En 2017, Amazon fait l’acquisition de l’équipe et développe une version spécifique de FreeRTOS, Amazon FreeRTOS incluant les librairies facilitant l’intégration au Cloud Amazon AWS.

Il s’agit d’un système minimaliste, l’image binaire du noyau fait entre 4 Ko et 9 Ko ce qui le rend principalement destiné à être utilisé avec des microcontrôleurs ayant des performances modestes et une quantité mémoire limitée (32 – 256 Ko de Flash)

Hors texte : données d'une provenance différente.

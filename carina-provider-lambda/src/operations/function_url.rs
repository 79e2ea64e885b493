//! Function URL operations

use async_trait::async_trait;
use carina_lambda_core::{
    ChangeSet, ProviderResult, SaveContext, SaveOperation, SaveResult, Setters, Value, extract,
};

use super::{deleted, not_prepared, remote_failure, returned_id, touched};
use crate::api::LambdaClient;
use crate::types::{Cors, FunctionUrlOutput, FunctionUrlRequest};

const CREATE: &str = "create function url config";
const UPDATE: &str = "update function url config";
const DELETE: &str = "delete function url config";
const READ: &str = "get function url config";

const CORS: &str = "$.cors";

fn setters() -> Setters<FunctionUrlRequest> {
    Setters::<FunctionUrlRequest>::new()
        .string("$.authType", |r, v| r.auth_type = Some(v))
        .string("$.invokeMode", |r, v| r.invoke_mode = Some(v))
        .bool("$.cors.allowCredentials", |r, v| {
            r.cors_mut().allow_credentials = Some(v)
        })
        .strings("$.cors.allowHeaders", |r, v| {
            r.cors_mut().allow_headers = Some(v)
        })
        .strings("$.cors.allowMethods", |r, v| {
            r.cors_mut().allow_methods = Some(v)
        })
        .strings("$.cors.allowOrigins", |r, v| {
            r.cors_mut().allow_origins = Some(v)
        })
        .strings("$.cors.exposeHeaders", |r, v| {
            r.cors_mut().expose_headers = Some(v)
        })
        .int("$.cors.maxAge", |r, v| r.cors_mut().max_age = Some(v))
}

fn addressed(tree: &Value, operation: &'static str) -> ProviderResult<FunctionUrlRequest> {
    Ok(FunctionUrlRequest {
        function_name: extract::require_string(tree, "$.functionName", operation)?,
        qualifier: extract::optional_string(tree, "$.qualifier"),
        ..Default::default()
    })
}

fn cors_tree(cors: Cors) -> Value {
    let mut fields = Vec::new();
    if let Some(v) = cors.allow_credentials {
        fields.push(("allowCredentials", Value::from(v)));
    }
    let lists = [
        ("allowHeaders", cors.allow_headers),
        ("allowMethods", cors.allow_methods),
        ("allowOrigins", cors.allow_origins),
        ("exposeHeaders", cors.expose_headers),
    ];
    fields.extend(
        lists
            .into_iter()
            .filter_map(|(key, list)| list.map(|l| (key, Value::from(l)))),
    );
    if let Some(v) = cors.max_age {
        fields.push(("maxAge", Value::from(v)));
    }
    Value::from_iter(fields)
}

fn recorded(ctx: SaveContext, operation: &'static str, out: FunctionUrlOutput) -> SaveResult {
    let (mut ctx, url) = returned_id(ctx, operation, out.function_url.as_deref(), "function URL")?;
    ctx.insert("functionUrl", url.clone());
    ctx.insert_opt("functionArn", out.function_arn);
    ctx.insert_opt("creationTime", out.creation_time);
    ctx.insert_opt("lastModifiedTime", out.last_modified_time);
    ctx.set_upstream_id(url);
    Ok(ctx)
}

#[derive(Default)]
pub struct CreateFunctionUrl {
    request: Option<FunctionUrlRequest>,
}

#[async_trait]
impl SaveOperation<LambdaClient> for CreateFunctionUrl {
    fn name(&self) -> &'static str {
        CREATE
    }

    fn prepare(
        &mut self,
        _ctx: &SaveContext,
        tree: &Value,
        _changes: &ChangeSet,
    ) -> ProviderResult<bool> {
        let mut request = addressed(tree, CREATE)?;
        extract::require_string(tree, "$.authType", CREATE)?;
        setters().try_apply(tree, &mut request, CREATE)?;
        self.request = Some(request);
        Ok(true)
    }

    async fn execute(&mut self, ctx: SaveContext, client: &LambdaClient) -> SaveResult {
        let Some(request) = self.request.take() else {
            return not_prepared(ctx, CREATE);
        };
        match client.create_function_url_config(&request).await {
            Ok(out) => recorded(ctx, CREATE, out),
            Err(err) => remote_failure(ctx, CREATE, err),
        }
    }
}

#[derive(Default)]
pub struct UpdateFunctionUrl {
    request: Option<FunctionUrlRequest>,
}

#[async_trait]
impl SaveOperation<LambdaClient> for UpdateFunctionUrl {
    fn name(&self) -> &'static str {
        UPDATE
    }

    fn prepare(
        &mut self,
        _ctx: &SaveContext,
        tree: &Value,
        changes: &ChangeSet,
    ) -> ProviderResult<bool> {
        let mut request = addressed(tree, UPDATE)?;
        let mut applicable = setters().try_apply_changed(tree, &mut request, changes, UPDATE)?;

        // An empty CORS block removes the configuration
        if touched(changes, CORS) && request.cors.is_none() {
            request.cors = Some(Cors::default());
            applicable = true;
        }
        if !applicable {
            return Ok(false);
        }
        self.request = Some(request);
        Ok(true)
    }

    async fn execute(&mut self, ctx: SaveContext, client: &LambdaClient) -> SaveResult {
        let Some(request) = self.request.take() else {
            return not_prepared(ctx, UPDATE);
        };
        match client.update_function_url_config(&request).await {
            Ok(out) => recorded(ctx, UPDATE, out),
            Err(err) => remote_failure(ctx, UPDATE, err),
        }
    }
}

#[derive(Default)]
pub struct DeleteFunctionUrl {
    request: Option<FunctionUrlRequest>,
}

#[async_trait]
impl SaveOperation<LambdaClient> for DeleteFunctionUrl {
    fn name(&self) -> &'static str {
        DELETE
    }

    fn prepare(
        &mut self,
        _ctx: &SaveContext,
        tree: &Value,
        _changes: &ChangeSet,
    ) -> ProviderResult<bool> {
        self.request = Some(addressed(tree, DELETE)?);
        Ok(true)
    }

    async fn execute(&mut self, ctx: SaveContext, client: &LambdaClient) -> SaveResult {
        let Some(request) = self.request.take() else {
            return not_prepared(ctx, DELETE);
        };
        let result = client
            .delete_function_url_config(&request.function_name, request.qualifier.as_deref())
            .await;
        deleted(ctx, DELETE, result)
    }
}

#[derive(Default)]
pub struct ReadFunctionUrl {
    request: Option<FunctionUrlRequest>,
}

#[async_trait]
impl SaveOperation<LambdaClient> for ReadFunctionUrl {
    fn name(&self) -> &'static str {
        READ
    }

    fn prepare(
        &mut self,
        _ctx: &SaveContext,
        tree: &Value,
        _changes: &ChangeSet,
    ) -> ProviderResult<bool> {
        self.request = Some(addressed(tree, READ)?);
        Ok(true)
    }

    async fn execute(&mut self, mut ctx: SaveContext, client: &LambdaClient) -> SaveResult {
        let Some(request) = self.request.take() else {
            return not_prepared(ctx, READ);
        };
        let mut out = match client
            .get_function_url_config(&request.function_name, request.qualifier.as_deref())
            .await
        {
            Ok(out) => out,
            Err(err) => return remote_failure(ctx, READ, err),
        };

        ctx.insert("functionName", request.function_name);
        ctx.insert_opt("qualifier", request.qualifier);
        ctx.insert_opt("authType", out.auth_type.take());
        ctx.insert_opt("invokeMode", out.invoke_mode.take());
        if let Some(cors) = out.cors.take() {
            ctx.insert("cors", cors_tree(cors));
        }
        recorded(ctx, READ, out)
    }
}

FreeRTOS implémente les composants noyau de base :

  • Ordonnanceur / répartiteur
  • Objets noyaux : tâches, objets de synchronisation et de communication
  • Services : gestion des interruptions et de la mémoire
  • API spécifique, non standardisée

FreeRTOS utilise un ordonnancement « round-robin » avec priorités

  • Les priorités sont définies de manière statique au moment de la conception
  • Le nombre de niveaux de priorités supportés est configurable
  • La valeur du quantum (Tick) est configurable
RTOS

Les ISR sont des sections de code exécutées par le micro-contrôleur et non par FreeRTOS. Ce qui amène à des comportements inattendus du noyau. Pour cette raison, il est nécessaire de réduire au maximum le temps d’exécution d’une ISR. FreeRTOS fournit des méthodes servant à la gestion des interruptions et peut également lancer des interruptions par appel à une instruction matérielle.

La structure minimale du code source de FreeRTOS est contenue dans deux fichiers C qui sont communs à l’ensemble des portages de FreeRTOS (port sur une autre architecture processeur). Ces deux fichiers sont

  • tasks.c : scheduler, traitement des tâches, …
  • list.c : liste de tâches ayant les propriétés ready, les mêmes niveau de priorité, …

En plus de ces deux fichiers, nous pouvons associer :

  • queue.c : permet les services de queues et de semaphore (quasiment toujours nécessaires)
  • timers.c : permet la fonctionnalité de timer software. A utiliser uniquement si l’utilisation de timers softwares sont nécessaires.
  • event_groups.c : procure la fonctionnalité d’évenements de groupe. A utiliser uniquement si l’utilisation des évenements de groupes sont nécessaires
  • croutine.c implémente la fonctionnalité de co-routine pour FreeRTOS. Prévu au départ pour les microcontroleurs à très faibles capacités, son utilisation n’est plus d’actualité.